### WHAT THE TASK REQUIRES
Below are several records. Retype exactly those lines running from the one with "pub struct Claims" through the one with "time (Unix timestamp)", end lines included, and no others.

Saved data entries
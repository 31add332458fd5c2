pub mod todo;
pub mod user;
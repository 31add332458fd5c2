use chrono::Duration;
use chrono::Utc;
use serde::Deserialize;
use serde::Serialize;

use super::errors::JwtError;
use crate::identity::Identity;

/// Claim set carried by every bearer token.
///
/// Decoded as a typed struct: a payload with a missing or mistyped field is
/// rejected instead of being partially read.
#[derive(Debug, Clone, Serialize, Deserialize, PartialEq, Eq)]
pub struct Claims {
    /// Subject (account identifier)
    pub sub: String,

    pub email: String,

    pub name: String,

    /// Issued at (Unix timestamp)
    #[serde(default, skip_serializing_if = "Option::is_none")]
    pub iat: Option<i64>,

    /// Expiration time (Unix timestamp)
    #[serde(default, skip_serializing_if = "Option::is_none")]
    pub exp: Option<i64>,
}

impl Claims {
    /// Create claims for an identity without timestamps.
    pub fn new(identity: &Identity) -> Self {
        Self {
            sub: identity.id.clone(),
            email: identity.email.clone(),
            name: identity.name.clone(),
            iat: None,
            exp: None,
        }
    }

    /// Create claims issued now, expiring after `ttl` when one is given.
    ///
    /// # Arguments
    /// * `identity` - Authenticated subject
    /// * `ttl` - Token lifetime, `None` for tokens without `exp`
    ///
    /// # Errors
    /// * `SigningFailure` - `now + ttl` is not a representable time
    pub fn for_identity(identity: &Identity, ttl: Option<Duration>) -> Result<Self, JwtError> {
        let now = Utc::now();
        let claims = Self::new(identity).with_issued_at(now.timestamp());

        match ttl {
            Some(ttl) => {
                let expires_at = now.checked_add_signed(ttl).ok_or_else(|| {
                    JwtError::SigningFailure(format!("token lifetime {} overflows", ttl))
                })?;
                Ok(claims.with_expiration(expires_at.timestamp()))
            }
            None => Ok(claims),
        }
    }

    /// Set expiration (Unix timestamp).
    pub fn with_expiration(mut self, exp: i64) -> Self {
        self.exp = Some(exp);
        self
    }

    /// Set issued at (Unix timestamp).
    pub fn with_issued_at(mut self, iat: i64) -> Self {
        self.iat = Some(iat);
        self
    }

    /// Check if token is expired; a token is dead from the second of `exp` on.
    pub fn is_expired(&self, current_timestamp: i64) -> bool {
        self.exp.map_or(false, |exp| current_timestamp >= exp)
    }

    pub fn identity(&self) -> Identity {
        Identity {
            id: self.sub.clone(),
            email: self.email.clone(),
            name: self.name.clone(),
        }
    }
}

impl From<Claims> for Identity {
    fn from(claims: Claims) -> Self {
        Identity {
            id: claims.sub,
            email: claims.email,
            name: claims.name,
        }
    }
}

### ANSWER SPACE
pub struct Claims {
    /// Subject (account identifier)
    pub sub: String,

    pub email: String,

    pub name: String,

    /// Issued at (Unix timestamp)
    #[serde(default, skip_serializing_if = "Option::is_none")]
    pub iat: Option<i64>,

    /// Expiration time (Unix timestamp)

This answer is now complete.